● EXERCISE GOAL: Where a line of the entries below includes the string "config", count it. Give only the resulting number.

● LISTED RECORDS:
//! 配置管理模块
//!
//! 提供应用程序配置加载和管理功能，支持 TOML 配置文件和环境变量覆盖。

pub mod config;
pub mod loader;

pub use config::{AppConfig, GenerationConfig, LoggingConfig, ServerConfig};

● RESPONSE FOR THIS EXERCISE: 2